A year before Irem came out with their popular shoot-em-up, R-Type, they released an overlooked platform game marketed at kids. That game was called Kid Niki: Radical Ninja (known in Japan as Kaiketsu Yanchamaru (快傑ヤンチャ丸 – The Wonderful Yanchamaru)) and it made its debut in the arcades before being released on three home systems: Apple II, Commodore 64, and Famicom/NES. The game makes fun of common slang terms children used at the time. The gameplay is very similar between the Japanese and Western versions, except that Niki’s outfit is different and there is modified text between the two.

Young Niki is training at a Ninja academy when a bird is struck with an arrow mid-air and lands near his feet. Niki picks up the note attached and reads it. It says that the Stone Wizard has kidnapped his girlfriend, Princess Margo. Niki breaks through the wall and sets out to rescue her. In seven horizontally-scrolling levels, Niki has to defeat SW’s henchmen using only his sword, a gift that has passed down from generation to generation from the School of Chirin.

The sword twirls as long as it is activated, killing anyone that comes into contact with it.

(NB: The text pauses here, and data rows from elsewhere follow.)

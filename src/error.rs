use std::path::PathBuf;
use thiserror::Error;

/// Problems detected before a run touches the filesystem.
#[derive(Error, Debug, Clone, PartialEq, Eq)]
pub enum ConfigurationError {
    #[error(
        "You need to set user_name to whoever is performing the job. This can be done \
         by setting the USER environment variable or the `user_name` option"
    )]
    MissingUserName,

    #[error("Invalid log level: {0}")]
    InvalidLogLevel(String),

    #[error("Invalid value for option `{key}`: {message}")]
    InvalidOption { key: &'static str, message: String },
}

/// Failures writing the report directory, or misuse of the run lifecycle.
#[derive(Error, Debug)]
pub enum ReportError {
    #[error("IO error at {path}: {source}")]
    Io {
        path: PathBuf,
        source: std::io::Error,
    },

    #[error("Cannot {action} a run that is {phase}")]
    Phase {
        action: &'static str,
        phase: &'static str,
    },
}

impl ReportError {
    pub fn io_error(path: impl Into<PathBuf>, source: std::io::Error) -> Self {
        ReportError::Io {
            path: path.into(),
            source,
        }
    }
}

/// Error returned from [`crate::Job::perform`].
///
/// `Item` carries the caller's own error exactly as the unit of work returned it.
#[derive(Error, Debug)]
pub enum JobError<E> {
    #[error("Configuration error: {0}")]
    Configuration(#[from] ConfigurationError),

    #[error("Report error: {0}")]
    Report(#[from] ReportError),

    #[error("Item failed: {0}")]
    Item(E),
}

impl<E> JobError<E> {
    /// Returns the caller's error if the run failed inside a unit of work.
    pub fn into_item(self) -> Option<E> {
        match self {
            JobError::Item(err) => Some(err),
            _ => None,
        }
    }

    pub fn is_configuration(&self) -> bool {
        matches!(self, JobError::Configuration(_))
    }
}
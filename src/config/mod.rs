mod environment;
mod options;

pub use environment::Environment;
pub use options::{
    parse_log_level, JobConfig, JobOptions, JobOptionsBuilder, DEFAULT_PROGRESS_INTERVAL_SECS,
};
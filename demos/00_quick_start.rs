/// quick start - minimal example to get started
use loan_schedule_rs::chrono::NaiveDate;
use loan_schedule_rs::compute_schedule;

fn main() -> Result<(), Box<dyn std::error::Error>> {
    // 1,200,000 over 2 months at 2% per month
    let rows = compute_schedule(
        1_200_000.0,
        2,
        0.02,
        NaiveDate::from_ymd_opt(2024, 1, 1).ok_or("bad date")?,
        NaiveDate::from_ymd_opt(2024, 2, 1).ok_or("bad date")?,
    )?;

    for row in &rows {
        println!(
            "{:>3}  {}  {:>3}d  payment {:>14.2}  interest {:>12.2}  principal {:>14.2}  balance {:>14.2}",
            row.period,
            row.payment_date,
            row.days,
            row.payment,
            row.interest,
            row.principal,
            row.opening_balance,
        );
    }

    Ok(())
}
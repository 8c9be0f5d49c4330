//! serialization support for schedules
use chrono::NaiveDate;
use serde::{Deserialize, Serialize};

use crate::decimal::{Money, Rate};
use crate::errors::{Result, ScheduleError};
use crate::payments::AmortizationSchedule;
use crate::types::ScheduleRow;

/// serializable snapshot of a computed schedule
#[derive(Debug, Serialize, Deserialize)]
pub struct ScheduleView {
    pub loan: LoanView,
    pub totals: TotalsView,
    pub rows: Vec<RowView>,
    pub metadata: MetadataView,
}

#[derive(Debug, Serialize, Deserialize)]
pub struct LoanView {
    pub principal: Money,
    pub term_months: u32,
    pub monthly_rate: Rate,
    pub disbursement_date: NaiveDate,
    pub first_payment_date: NaiveDate,
}

#[derive(Debug, Serialize, Deserialize)]
pub struct TotalsView {
    pub payment: Money,
    pub coefficient: f64,
    pub total_interest: Money,
    pub total_payment: Money,
    pub final_balance: Money,
    pub maturity_date: Option<NaiveDate>,
}

#[derive(Debug, Serialize, Deserialize)]
pub struct RowView {
    pub period: u32,
    pub payment_date: NaiveDate,
    pub days: i64,
    pub payment: Money,
    pub interest: Money,
    pub principal: Money,
    pub opening_balance: Money,
    pub closing_balance: Money,
}

#[derive(Debug, Serialize, Deserialize)]
pub struct MetadataView {
    pub day_count_convention: String,
    pub rate_scaling: String,
    pub payment_frequency: String,
}

impl ScheduleView {
    pub fn from_schedule(schedule: &AmortizationSchedule) -> Result<Self> {
        let parameters = &schedule.parameters;
        let summary = schedule.summary();

        let rows = schedule
            .rows
            .iter()
            .map(RowView::from_row)
            .collect::<Result<Vec<_>>>()?;

        Ok(ScheduleView {
            loan: LoanView {
                principal: money("principal", parameters.principal())?,
                term_months: parameters.term(),
                monthly_rate: Rate::from_f64(parameters.monthly_rate()).ok_or_else(|| {
                    ScheduleError::CalculationError {
                        message: format!("monthly rate {} is not representable", parameters.monthly_rate()),
                    }
                })?,
                disbursement_date: parameters.disbursement_date(),
                first_payment_date: parameters.first_payment_date(),
            },
            totals: TotalsView {
                payment: money("payment", summary.payment)?,
                coefficient: summary.coefficient,
                total_interest: money("total interest", summary.total_interest)?,
                total_payment: money("total payment", summary.total_payment)?,
                final_balance: money("final balance", summary.final_balance)?,
                maturity_date: summary.maturity_date,
            },
            rows,
            metadata: MetadataView {
                day_count_convention: "Actual365".to_string(),
                rate_scaling: "monthly x 12".to_string(),
                payment_frequency: "Monthly".to_string(),
            },
        })
    }

    /// convert to pretty-printed json string
    pub fn to_json_pretty(&self) -> std::result::Result<String, serde_json::Error> {
        serde_json::to_string_pretty(self)
    }
}

impl RowView {
    fn from_row(row: &ScheduleRow) -> Result<Self> {
        Ok(RowView {
            period: row.period,
            payment_date: row.payment_date,
            days: row.days,
            payment: money("payment", row.payment)?,
            interest: money("interest", row.interest)?,
            principal: money("principal portion", row.principal)?,
            opening_balance: money("opening balance", row.opening_balance)?,
            closing_balance: money("closing balance", row.closing_balance)?,
        })
    }
}

fn money(label: &str, amount: f64) -> Result<Money> {
    Money::from_f64(amount).ok_or_else(|| ScheduleError::CalculationError {
        message: format!("{} {} is not representable as money", label, amount),
    })
}

impl AmortizationSchedule {
    /// serializable snapshot of this schedule
    pub fn view(&self) -> Result<ScheduleView> {
        ScheduleView::from_schedule(self)
    }

    /// get json representation of the schedule
    pub fn to_json_pretty(&self) -> String {
        match self.view() {
            Ok(view) => view
                .to_json_pretty()
                .unwrap_or_else(|e| format!("JSON error: {}", e)),
            Err(e) => format!("JSON error: {}", e),
        }
    }

    /// short alias for json output
    pub fn json(&self) -> String {
        self.to_json_pretty()
    }
}
/// json schedule - serialized snapshot of a computed schedule
use loan_schedule_rs::{AmortizationSchedule, LoanInput, SafeTimeProvider, TimeSource, ValidationConfig};
use loan_schedule_rs::chrono::{TimeZone, Utc};

fn main() -> Result<(), Box<dyn std::error::Error>> {
    let time = SafeTimeProvider::new(TimeSource::Test(
        Utc.with_ymd_and_hms(2024, 3, 10, 0, 0, 0).unwrap(),
    ));

    // blank disbursement date means today
    let params = LoanInput::new()
        .principal("250,000")
        .term("6")
        .monthly_rate("2")
        .first_payment_date("2024-04-10")
        .validate_with_time(&ValidationConfig::default(), &time)?;

    let schedule = AmortizationSchedule::generate(&params)?;
    println!("{}", schedule.json());

    Ok(())
}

Instead of slicing enemies in half, it flings them into the air, adding to the comedy. There are also two types of bells that Niki can get. The Golden Bell launches a projectile every time Niki gets out his sword, while the Silver Bell creates a spinning force field around him.

At the end of each stage is a boss that needs to be defeated in order to progress to the next one. Each boss has a weak spot which you need to find, otherwise your attacks will be useless and it is likely that your sword will be flung at a distance. The bosses become much tougher as you progress through the game. They also have these hilarious attacks. Death Breath, the first boss, breathes on you and then performs a headbutt. Mad Monk, the fifth boss, creates a scene and attacks you with gigantic kanji that ricochets off the floor toward you.

The comedy does not stop there. During the game, you also come across strange creatures. In the cave, you stumble across this green frog who spits fire at you. After this, you head toward another who has its back toward you. After a second, the same frog bends over backwards and uses the same fire attack. At the same time, the game also teaches you to always be on alert and not to keep going forward without seeing incoming dangers ahead of you.

As I have mentioned, Kid Niki was ported to three home systems. Of these, the Nintendo NES port is very faithful to its arcade parent. The excellent background music lasts for only about ten seconds, and there is even a little bit of speech thrown in for good measure. What’s strange about this game overall is that each stage is split into sections, and in the Famicom version, the sections count up (ie: 1-1 becomes 1-2 then 1-3, and so on). This is a far cry from the single number in the arcade version counting down.

In its native Japan, Kid Niki received at least three sequels that were not released in the arcade: two for the Famicom and another for the Game Boy. All of them share similar gameplay mechanics. In the first sequel, however, Niki can change into different creatures, similar to Mario’s transformations in Super Mario Bros. 3.

The Bad

Can’t think of anything.

The Bottom Line

Quite amusing and fun to play, Kid Niki: Radical Ninja is another platform game from Irem that pokes fun at the common slang terms children used during the era. It was released around the same time when the rescue-the-damsel-in-distress theme was common in games. The Famicom port is very faithful; the graphics are great, and the repeating background music never gets old. If you are into platform games (especially strange ones like this), then Kid Niki should be worth your time.